● **WORK REQUEST**: Retype all of the entries word for word.

Dataset entries
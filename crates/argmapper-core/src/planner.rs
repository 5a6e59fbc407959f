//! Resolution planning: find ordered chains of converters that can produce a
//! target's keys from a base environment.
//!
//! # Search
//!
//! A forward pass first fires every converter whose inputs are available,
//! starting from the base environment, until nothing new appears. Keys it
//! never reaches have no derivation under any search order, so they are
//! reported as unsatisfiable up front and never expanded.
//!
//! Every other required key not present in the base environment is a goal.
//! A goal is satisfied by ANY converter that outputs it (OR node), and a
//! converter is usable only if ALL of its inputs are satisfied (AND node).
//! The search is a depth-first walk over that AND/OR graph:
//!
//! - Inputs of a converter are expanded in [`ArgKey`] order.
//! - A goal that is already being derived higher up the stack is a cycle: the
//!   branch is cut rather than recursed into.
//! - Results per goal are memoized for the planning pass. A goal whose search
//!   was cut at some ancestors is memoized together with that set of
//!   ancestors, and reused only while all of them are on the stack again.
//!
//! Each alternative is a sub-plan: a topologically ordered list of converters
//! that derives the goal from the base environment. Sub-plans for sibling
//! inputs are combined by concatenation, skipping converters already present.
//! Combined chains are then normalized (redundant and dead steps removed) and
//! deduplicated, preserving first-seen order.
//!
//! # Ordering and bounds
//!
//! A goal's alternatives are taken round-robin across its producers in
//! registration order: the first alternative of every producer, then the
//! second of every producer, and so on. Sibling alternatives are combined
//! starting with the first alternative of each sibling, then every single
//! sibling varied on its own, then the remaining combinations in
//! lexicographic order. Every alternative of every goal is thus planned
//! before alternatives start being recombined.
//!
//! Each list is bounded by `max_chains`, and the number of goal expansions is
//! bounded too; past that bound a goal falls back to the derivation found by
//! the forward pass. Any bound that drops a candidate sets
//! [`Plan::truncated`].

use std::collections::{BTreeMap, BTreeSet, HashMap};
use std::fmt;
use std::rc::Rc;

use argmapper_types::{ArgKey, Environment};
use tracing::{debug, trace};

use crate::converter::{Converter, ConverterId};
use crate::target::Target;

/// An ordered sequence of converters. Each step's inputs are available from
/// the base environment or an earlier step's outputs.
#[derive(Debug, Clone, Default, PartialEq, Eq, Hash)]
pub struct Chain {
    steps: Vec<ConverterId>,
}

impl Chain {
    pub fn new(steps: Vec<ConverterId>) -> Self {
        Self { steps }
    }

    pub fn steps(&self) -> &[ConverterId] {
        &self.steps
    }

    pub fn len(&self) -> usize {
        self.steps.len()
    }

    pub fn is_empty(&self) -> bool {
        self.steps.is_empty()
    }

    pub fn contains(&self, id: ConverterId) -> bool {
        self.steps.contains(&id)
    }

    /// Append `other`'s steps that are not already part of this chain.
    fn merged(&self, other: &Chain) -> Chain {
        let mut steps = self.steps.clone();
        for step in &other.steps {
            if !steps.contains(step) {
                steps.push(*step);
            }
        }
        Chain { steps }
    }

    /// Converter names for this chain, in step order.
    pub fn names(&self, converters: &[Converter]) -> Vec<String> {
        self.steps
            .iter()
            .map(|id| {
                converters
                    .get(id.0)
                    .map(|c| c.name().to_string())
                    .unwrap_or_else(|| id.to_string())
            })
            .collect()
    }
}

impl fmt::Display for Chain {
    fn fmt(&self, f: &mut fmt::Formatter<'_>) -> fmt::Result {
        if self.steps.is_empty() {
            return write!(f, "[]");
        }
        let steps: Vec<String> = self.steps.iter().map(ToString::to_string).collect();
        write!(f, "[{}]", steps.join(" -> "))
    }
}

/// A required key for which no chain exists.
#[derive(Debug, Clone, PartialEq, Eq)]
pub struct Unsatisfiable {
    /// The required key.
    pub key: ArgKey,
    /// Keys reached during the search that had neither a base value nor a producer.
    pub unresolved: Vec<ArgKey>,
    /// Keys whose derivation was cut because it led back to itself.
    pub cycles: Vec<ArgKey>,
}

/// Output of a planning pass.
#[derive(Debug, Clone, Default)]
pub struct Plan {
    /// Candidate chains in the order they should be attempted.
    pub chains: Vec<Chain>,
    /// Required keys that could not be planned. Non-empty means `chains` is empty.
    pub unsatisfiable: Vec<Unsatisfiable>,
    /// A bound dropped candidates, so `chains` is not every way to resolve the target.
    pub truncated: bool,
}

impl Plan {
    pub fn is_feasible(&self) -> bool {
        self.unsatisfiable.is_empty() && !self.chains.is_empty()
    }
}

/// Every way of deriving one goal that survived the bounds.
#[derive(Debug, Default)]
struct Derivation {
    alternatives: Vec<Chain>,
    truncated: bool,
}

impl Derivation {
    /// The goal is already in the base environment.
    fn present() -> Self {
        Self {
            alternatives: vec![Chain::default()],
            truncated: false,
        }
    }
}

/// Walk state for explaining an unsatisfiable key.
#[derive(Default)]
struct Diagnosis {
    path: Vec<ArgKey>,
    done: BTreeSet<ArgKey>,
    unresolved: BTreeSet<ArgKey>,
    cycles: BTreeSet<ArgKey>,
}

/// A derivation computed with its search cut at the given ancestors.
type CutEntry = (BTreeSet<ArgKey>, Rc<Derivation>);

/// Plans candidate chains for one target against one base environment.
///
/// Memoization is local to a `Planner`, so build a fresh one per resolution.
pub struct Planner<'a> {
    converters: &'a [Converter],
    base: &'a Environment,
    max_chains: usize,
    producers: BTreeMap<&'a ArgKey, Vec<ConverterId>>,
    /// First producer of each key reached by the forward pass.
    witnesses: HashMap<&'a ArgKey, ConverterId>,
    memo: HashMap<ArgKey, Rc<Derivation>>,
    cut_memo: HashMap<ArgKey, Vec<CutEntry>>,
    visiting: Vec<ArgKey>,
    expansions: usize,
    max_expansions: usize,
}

● **PROBLEM SOLUTION**:
filename crates/argmapper-core/src/planner.rs
repository 5a6e59fbc407959f
//! Resolution planning: find ordered chains of converters that can produce a
//! target's keys from a base environment.
//!
//! # Search
//!
//! A forward pass first fires every converter whose inputs are available,
//! starting from the base environment, until nothing new appears. Keys it
//! never reaches have no derivation under any search order, so they are
//! reported as unsatisfiable up front and never expanded.
//!
//! Every other required key not present in the base environment is a goal.
//! A goal is satisfied by ANY converter that outputs it (OR node), and a
//! converter is usable only if ALL of its inputs are satisfied (AND node).
//! The search is a depth-first walk over that AND/OR graph:
//!
//! - Inputs of a converter are expanded in [`ArgKey`] order.
//! - A goal that is already being derived higher up the stack is a cycle: the
//!   branch is cut rather than recursed into.
//! - Results per goal are memoized for the planning pass. A goal whose search
//!   was cut at some ancestors is memoized together with that set of
//!   ancestors, and reused only while all of them are on the stack again.
//!
//! Each alternative is a sub-plan: a topologically ordered list of converters
//! that derives the goal from the base environment. Sub-plans for sibling
//! inputs are combined by concatenation, skipping converters already present.
//! Combined chains are then normalized (redundant and dead steps removed) and
//! deduplicated, preserving first-seen order.
//!
//! # Ordering and bounds
//!
//! A goal's alternatives are taken round-robin across its producers in
//! registration order: the first alternative of every producer, then the
//! second of every producer, and so on. Sibling alternatives are combined
//! starting with the first alternative of each sibling, then every single
//! sibling varied on its own, then the remaining combinations in
//! lexicographic order. Every alternative of every goal is thus planned
//! before alternatives start being recombined.
//!
//! Each list is bounded by `max_chains`, and the number of goal expansions is
//! bounded too; past that bound a goal falls back to the derivation found by
//! the forward pass. Any bound that drops a candidate sets
//! [`Plan::truncated`].

use std::collections::{BTreeMap, BTreeSet, HashMap};
use std::fmt;
use std::rc::Rc;

use argmapper_types::{ArgKey, Environment};
use tracing::{debug, trace};

use crate::converter::{Converter, ConverterId};
use crate::target::Target;

/// An ordered sequence of converters. Each step's inputs are available from
/// the base environment or an earlier step's outputs.
#[derive(Debug, Clone, Default, PartialEq, Eq, Hash)]
pub struct Chain {
    steps: Vec<ConverterId>,
}

impl Chain {
    pub fn new(steps: Vec<ConverterId>) -> Self {
        Self { steps }
    }

    pub fn steps(&self) -> &[ConverterId] {
        &self.steps
    }

    pub fn len(&self) -> usize {
        self.steps.len()
    }

    pub fn is_empty(&self) -> bool {
        self.steps.is_empty()
    }

    pub fn contains(&self, id: ConverterId) -> bool {
        self.steps.contains(&id)
    }

    /// Append `other`'s steps that are not already part of this chain.
    fn merged(&self, other: &Chain) -> Chain {
        let mut steps = self.steps.clone();
        for step in &other.steps {
            if !steps.contains(step) {
                steps.push(*step);
            }
        }
        Chain { steps }
    }

    /// Converter names for this chain, in step order.
    pub fn names(&self, converters: &[Converter]) -> Vec<String> {
        self.steps
            .iter()
            .map(|id| {
                converters
                    .get(id.0)
                    .map(|c| c.name().to_string())
                    .unwrap_or_else(|| id.to_string())
            })
            .collect()
    }
}

impl fmt::Display for Chain {
    fn fmt(&self, f: &mut fmt::Formatter<'_>) -> fmt::Result {
        if self.steps.is_empty() {
            return write!(f, "[]");
        }
        let steps: Vec<String> = self.steps.iter().map(ToString::to_string).collect();
        write!(f, "[{}]", steps.join(" -> "))
    }
}

/// A required key for which no chain exists.
#[derive(Debug, Clone, PartialEq, Eq)]
pub struct Unsatisfiable {
    /// The required key.
    pub key: ArgKey,
    /// Keys reached during the search that had neither a base value nor a producer.
    pub unresolved: Vec<ArgKey>,
    /// Keys whose derivation was cut because it led back to itself.
    pub cycles: Vec<ArgKey>,
}

/// Output of a planning pass.
#[derive(Debug, Clone, Default)]
pub struct Plan {
    /// Candidate chains in the order they should be attempted.
    pub chains: Vec<Chain>,
    /// Required keys that could not be planned. Non-empty means `chains` is empty.
    pub unsatisfiable: Vec<Unsatisfiable>,
    /// A bound dropped candidates, so `chains` is not every way to resolve the target.
    pub truncated: bool,
}

impl Plan {
    pub fn is_feasible(&self) -> bool {
        self.unsatisfiable.is_empty() && !self.chains.is_empty()
    }
}

/// Every way of deriving one goal that survived the bounds.
#[derive(Debug, Default)]
struct Derivation {
    alternatives: Vec<Chain>,
    truncated: bool,
}

impl Derivation {
    /// The goal is already in the base environment.
    fn present() -> Self {
        Self {
            alternatives: vec![Chain::default()],
            truncated: false,
        }
    }
}

/// Walk state for explaining an unsatisfiable key.
#[derive(Default)]
struct Diagnosis {
    path: Vec<ArgKey>,
    done: BTreeSet<ArgKey>,
    unresolved: BTreeSet<ArgKey>,
    cycles: BTreeSet<ArgKey>,
}

/// A derivation computed with its search cut at the given ancestors.
type CutEntry = (BTreeSet<ArgKey>, Rc<Derivation>);

/// Plans candidate chains for one target against one base environment.
///
/// Memoization is local to a `Planner`, so build a fresh one per resolution.
pub struct Planner<'a> {
    converters: &'a [Converter],
    base: &'a Environment,
    max_chains: usize,
    producers: BTreeMap<&'a ArgKey, Vec<ConverterId>>,
    /// First producer of each key reached by the forward pass.
    witnesses: HashMap<&'a ArgKey, ConverterId>,
    memo: HashMap<ArgKey, Rc<Derivation>>,
    cut_memo: HashMap<ArgKey, Vec<CutEntry>>,
    visiting: Vec<ArgKey>,
    expansions: usize,
    max_expansions: usize,
}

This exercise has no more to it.